• **Aim of the exercise**:
In how many lines of the listing below does "Payload" appear? Reply with the number only.

↓↓↓

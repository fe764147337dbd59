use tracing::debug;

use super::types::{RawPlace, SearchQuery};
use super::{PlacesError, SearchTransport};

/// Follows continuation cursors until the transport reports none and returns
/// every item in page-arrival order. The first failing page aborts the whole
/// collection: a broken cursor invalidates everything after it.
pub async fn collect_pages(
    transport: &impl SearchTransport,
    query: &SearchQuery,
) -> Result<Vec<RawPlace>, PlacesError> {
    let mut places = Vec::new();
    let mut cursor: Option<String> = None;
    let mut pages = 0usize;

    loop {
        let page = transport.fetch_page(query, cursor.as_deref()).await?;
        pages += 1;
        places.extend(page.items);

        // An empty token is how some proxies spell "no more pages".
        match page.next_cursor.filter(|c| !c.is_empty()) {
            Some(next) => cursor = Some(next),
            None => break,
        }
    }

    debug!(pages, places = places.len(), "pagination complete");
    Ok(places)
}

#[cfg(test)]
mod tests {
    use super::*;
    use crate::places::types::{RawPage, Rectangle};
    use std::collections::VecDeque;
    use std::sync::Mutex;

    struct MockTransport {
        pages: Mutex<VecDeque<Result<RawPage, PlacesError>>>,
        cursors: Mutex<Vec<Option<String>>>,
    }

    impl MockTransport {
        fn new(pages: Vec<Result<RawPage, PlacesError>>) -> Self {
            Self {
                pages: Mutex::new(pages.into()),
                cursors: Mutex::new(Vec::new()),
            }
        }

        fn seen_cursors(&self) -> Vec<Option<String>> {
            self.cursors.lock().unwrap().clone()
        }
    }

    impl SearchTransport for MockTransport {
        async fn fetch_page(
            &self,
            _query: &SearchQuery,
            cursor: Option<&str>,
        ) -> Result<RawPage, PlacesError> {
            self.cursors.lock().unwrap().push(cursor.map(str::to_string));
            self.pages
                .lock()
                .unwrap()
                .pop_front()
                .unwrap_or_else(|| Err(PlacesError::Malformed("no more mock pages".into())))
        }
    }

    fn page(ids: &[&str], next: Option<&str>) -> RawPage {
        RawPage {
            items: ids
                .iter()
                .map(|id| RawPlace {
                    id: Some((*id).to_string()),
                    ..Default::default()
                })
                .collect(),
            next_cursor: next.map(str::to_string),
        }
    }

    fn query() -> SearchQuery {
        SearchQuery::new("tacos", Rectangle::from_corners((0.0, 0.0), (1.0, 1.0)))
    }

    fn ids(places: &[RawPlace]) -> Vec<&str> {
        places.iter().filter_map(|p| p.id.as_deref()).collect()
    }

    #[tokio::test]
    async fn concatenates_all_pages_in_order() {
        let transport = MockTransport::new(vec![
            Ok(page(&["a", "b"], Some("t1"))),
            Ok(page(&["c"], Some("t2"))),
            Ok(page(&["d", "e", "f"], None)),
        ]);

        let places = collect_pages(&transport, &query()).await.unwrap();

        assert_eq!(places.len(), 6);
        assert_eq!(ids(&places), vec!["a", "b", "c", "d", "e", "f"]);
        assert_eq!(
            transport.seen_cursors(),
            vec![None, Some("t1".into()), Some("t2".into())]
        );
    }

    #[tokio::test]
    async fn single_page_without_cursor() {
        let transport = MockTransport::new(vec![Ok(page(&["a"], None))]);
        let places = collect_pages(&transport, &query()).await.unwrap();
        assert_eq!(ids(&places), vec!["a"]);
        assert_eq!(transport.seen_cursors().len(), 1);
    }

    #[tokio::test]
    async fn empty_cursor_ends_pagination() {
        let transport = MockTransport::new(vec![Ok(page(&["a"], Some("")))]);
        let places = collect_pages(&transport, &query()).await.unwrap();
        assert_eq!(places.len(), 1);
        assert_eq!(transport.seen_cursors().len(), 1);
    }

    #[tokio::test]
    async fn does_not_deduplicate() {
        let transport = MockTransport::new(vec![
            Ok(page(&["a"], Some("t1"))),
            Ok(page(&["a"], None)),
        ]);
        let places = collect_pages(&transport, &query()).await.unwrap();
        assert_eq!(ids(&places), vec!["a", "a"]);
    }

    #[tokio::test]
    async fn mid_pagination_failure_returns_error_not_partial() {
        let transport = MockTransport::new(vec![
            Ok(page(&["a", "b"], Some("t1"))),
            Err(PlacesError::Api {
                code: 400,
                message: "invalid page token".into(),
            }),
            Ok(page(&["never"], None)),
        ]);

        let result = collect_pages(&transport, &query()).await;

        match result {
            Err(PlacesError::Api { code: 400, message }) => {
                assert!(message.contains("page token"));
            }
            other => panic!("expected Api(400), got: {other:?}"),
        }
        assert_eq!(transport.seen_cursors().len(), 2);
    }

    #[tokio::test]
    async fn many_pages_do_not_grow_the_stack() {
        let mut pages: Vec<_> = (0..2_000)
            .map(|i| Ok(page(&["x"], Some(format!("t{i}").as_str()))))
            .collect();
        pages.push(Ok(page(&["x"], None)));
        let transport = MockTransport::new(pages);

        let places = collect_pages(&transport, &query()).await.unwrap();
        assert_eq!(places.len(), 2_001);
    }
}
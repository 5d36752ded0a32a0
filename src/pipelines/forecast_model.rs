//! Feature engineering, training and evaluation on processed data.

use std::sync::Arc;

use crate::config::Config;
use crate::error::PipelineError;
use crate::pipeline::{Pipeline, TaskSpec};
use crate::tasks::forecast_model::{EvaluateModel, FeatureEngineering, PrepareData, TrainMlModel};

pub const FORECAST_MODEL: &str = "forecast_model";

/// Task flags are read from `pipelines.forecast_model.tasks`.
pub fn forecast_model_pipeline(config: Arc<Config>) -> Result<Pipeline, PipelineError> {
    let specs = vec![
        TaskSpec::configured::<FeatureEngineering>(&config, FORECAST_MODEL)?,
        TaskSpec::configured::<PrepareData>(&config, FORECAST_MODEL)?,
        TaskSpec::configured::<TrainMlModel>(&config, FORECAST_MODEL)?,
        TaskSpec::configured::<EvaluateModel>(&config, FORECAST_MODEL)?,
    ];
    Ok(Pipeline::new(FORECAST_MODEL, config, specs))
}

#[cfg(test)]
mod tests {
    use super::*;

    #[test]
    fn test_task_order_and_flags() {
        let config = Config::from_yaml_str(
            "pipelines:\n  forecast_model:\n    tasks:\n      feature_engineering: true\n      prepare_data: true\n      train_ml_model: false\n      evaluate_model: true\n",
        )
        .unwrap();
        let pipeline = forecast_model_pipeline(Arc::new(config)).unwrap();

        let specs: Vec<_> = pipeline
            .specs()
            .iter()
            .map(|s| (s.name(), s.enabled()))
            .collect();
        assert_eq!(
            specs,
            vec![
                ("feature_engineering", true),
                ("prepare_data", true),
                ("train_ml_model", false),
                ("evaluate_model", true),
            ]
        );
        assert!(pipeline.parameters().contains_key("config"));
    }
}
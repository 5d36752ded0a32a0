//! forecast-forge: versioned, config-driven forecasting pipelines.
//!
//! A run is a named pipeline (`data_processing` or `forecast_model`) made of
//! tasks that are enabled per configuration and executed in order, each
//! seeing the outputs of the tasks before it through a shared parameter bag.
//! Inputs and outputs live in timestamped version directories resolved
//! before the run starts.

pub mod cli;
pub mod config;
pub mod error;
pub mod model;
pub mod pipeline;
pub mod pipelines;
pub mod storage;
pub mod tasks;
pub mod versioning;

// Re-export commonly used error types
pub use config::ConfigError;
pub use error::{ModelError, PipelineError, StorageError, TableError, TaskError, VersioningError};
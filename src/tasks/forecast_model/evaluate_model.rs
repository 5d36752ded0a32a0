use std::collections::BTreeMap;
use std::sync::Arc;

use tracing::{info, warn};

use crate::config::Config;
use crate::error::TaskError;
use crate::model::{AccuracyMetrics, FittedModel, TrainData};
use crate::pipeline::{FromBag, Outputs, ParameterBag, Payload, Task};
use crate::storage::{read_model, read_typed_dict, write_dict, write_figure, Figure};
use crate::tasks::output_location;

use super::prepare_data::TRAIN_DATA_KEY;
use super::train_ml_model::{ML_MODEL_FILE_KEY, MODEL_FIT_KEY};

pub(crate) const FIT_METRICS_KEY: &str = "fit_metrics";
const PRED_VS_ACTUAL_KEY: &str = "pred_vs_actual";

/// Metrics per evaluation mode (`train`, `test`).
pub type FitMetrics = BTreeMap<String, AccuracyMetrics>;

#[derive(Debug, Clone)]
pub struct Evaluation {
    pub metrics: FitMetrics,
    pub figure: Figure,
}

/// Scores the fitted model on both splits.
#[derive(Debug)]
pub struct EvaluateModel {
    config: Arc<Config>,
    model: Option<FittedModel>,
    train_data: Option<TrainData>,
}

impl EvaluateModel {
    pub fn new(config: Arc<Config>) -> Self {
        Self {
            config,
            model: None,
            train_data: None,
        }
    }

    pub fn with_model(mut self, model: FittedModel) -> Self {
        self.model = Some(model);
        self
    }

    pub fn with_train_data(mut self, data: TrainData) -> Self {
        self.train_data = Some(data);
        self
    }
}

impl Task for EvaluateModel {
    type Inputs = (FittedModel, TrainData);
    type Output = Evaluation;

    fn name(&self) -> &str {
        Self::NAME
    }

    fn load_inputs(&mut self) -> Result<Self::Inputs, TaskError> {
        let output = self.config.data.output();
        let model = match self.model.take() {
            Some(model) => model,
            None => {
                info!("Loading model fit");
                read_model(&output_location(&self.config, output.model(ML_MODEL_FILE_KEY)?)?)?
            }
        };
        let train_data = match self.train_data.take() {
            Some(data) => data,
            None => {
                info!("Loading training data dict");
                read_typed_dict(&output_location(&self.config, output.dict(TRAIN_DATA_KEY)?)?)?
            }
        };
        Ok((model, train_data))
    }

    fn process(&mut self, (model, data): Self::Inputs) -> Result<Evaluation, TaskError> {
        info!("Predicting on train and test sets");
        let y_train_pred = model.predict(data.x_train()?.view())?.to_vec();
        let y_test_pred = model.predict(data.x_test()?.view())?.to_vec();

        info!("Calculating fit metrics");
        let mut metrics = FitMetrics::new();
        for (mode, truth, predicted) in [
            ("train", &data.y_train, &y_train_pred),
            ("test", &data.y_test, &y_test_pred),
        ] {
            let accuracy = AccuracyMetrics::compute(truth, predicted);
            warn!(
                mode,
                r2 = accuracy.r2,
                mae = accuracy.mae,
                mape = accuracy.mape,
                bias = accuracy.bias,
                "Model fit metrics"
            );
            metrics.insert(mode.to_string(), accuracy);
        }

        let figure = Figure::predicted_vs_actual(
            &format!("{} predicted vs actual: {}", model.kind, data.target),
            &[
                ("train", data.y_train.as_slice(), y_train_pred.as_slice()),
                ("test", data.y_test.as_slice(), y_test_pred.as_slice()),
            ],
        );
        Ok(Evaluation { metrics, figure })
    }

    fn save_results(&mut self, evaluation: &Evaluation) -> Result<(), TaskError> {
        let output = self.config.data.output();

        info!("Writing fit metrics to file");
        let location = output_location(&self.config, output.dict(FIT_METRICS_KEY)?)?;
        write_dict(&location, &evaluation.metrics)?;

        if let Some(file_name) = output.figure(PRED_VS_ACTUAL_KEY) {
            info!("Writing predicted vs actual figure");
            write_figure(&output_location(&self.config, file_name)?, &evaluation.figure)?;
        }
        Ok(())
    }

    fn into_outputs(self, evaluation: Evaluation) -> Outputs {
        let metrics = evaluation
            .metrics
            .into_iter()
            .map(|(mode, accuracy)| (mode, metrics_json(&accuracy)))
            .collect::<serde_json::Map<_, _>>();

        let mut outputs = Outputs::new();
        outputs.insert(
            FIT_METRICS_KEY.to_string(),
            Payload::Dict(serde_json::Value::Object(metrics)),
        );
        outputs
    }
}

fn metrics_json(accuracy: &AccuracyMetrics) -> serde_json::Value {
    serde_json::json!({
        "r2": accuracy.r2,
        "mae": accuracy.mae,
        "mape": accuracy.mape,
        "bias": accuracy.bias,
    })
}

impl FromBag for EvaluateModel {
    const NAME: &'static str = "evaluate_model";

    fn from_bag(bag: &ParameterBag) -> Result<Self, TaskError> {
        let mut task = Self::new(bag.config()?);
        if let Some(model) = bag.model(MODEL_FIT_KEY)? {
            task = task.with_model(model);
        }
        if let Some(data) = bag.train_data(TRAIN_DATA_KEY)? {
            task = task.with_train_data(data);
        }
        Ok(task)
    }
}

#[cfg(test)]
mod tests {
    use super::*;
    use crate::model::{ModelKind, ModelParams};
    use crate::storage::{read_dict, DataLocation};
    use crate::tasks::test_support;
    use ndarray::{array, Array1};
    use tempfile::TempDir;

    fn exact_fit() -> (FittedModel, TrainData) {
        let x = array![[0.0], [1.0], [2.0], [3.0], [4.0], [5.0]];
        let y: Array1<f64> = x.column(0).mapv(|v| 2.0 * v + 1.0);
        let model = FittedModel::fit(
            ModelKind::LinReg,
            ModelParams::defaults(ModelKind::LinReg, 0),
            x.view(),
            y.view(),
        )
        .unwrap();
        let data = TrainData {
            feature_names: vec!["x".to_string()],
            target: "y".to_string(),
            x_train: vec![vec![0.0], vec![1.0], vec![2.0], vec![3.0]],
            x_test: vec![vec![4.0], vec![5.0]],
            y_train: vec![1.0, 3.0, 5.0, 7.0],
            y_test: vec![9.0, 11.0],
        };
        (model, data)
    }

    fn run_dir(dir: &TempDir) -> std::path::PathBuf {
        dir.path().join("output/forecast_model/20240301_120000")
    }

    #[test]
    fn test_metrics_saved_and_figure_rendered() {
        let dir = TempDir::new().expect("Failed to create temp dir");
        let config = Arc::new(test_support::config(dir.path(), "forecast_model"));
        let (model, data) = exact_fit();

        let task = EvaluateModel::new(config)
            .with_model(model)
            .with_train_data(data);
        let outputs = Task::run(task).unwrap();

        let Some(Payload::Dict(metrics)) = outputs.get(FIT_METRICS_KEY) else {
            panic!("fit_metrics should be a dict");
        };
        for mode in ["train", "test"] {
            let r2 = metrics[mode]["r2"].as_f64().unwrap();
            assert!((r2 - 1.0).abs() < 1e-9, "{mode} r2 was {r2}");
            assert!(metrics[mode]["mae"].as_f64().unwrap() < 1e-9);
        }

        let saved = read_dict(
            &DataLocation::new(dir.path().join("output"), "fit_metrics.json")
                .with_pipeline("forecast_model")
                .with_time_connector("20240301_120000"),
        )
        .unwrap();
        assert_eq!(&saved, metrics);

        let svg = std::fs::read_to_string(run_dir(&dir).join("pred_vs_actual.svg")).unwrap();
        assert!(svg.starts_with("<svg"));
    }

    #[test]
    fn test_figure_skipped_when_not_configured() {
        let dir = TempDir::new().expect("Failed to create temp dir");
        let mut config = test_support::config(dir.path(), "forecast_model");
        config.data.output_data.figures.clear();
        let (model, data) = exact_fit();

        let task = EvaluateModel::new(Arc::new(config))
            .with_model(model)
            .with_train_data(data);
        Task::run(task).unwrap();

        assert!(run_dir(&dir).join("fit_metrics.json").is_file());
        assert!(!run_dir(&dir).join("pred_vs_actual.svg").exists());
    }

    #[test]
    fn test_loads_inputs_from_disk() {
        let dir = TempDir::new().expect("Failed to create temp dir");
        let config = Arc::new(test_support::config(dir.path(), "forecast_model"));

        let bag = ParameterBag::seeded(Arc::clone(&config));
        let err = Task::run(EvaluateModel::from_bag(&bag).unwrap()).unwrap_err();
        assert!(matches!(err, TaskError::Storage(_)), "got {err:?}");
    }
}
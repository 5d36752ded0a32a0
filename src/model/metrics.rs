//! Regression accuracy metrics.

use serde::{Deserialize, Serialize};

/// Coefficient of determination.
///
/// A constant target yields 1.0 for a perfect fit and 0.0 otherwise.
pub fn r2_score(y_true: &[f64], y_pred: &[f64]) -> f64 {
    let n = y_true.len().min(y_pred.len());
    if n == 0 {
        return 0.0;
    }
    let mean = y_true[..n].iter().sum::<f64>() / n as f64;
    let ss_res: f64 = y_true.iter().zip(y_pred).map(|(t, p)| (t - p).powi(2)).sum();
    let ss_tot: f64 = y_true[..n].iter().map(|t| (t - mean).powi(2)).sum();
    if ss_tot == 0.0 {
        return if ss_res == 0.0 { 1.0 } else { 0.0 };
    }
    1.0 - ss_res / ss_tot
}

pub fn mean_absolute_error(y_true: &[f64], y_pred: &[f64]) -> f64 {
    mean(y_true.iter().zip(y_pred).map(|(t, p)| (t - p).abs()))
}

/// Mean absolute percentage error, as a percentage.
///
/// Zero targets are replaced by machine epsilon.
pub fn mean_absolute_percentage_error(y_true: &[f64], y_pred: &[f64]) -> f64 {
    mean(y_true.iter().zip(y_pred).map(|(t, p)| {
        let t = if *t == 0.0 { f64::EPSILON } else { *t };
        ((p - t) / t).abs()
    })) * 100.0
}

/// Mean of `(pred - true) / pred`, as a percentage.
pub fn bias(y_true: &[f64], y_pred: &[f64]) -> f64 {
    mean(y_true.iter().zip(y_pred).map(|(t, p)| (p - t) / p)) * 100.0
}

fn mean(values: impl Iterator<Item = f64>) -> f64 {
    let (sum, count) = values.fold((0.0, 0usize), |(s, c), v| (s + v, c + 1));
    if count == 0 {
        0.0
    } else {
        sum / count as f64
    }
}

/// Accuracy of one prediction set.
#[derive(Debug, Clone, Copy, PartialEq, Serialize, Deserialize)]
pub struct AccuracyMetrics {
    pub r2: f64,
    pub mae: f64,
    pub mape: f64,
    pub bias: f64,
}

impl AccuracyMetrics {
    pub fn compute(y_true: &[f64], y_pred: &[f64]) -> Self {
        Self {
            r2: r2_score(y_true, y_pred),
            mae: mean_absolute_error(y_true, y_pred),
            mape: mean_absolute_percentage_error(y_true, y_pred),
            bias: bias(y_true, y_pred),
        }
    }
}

↑↑↑

• **Solution for this problem**:
3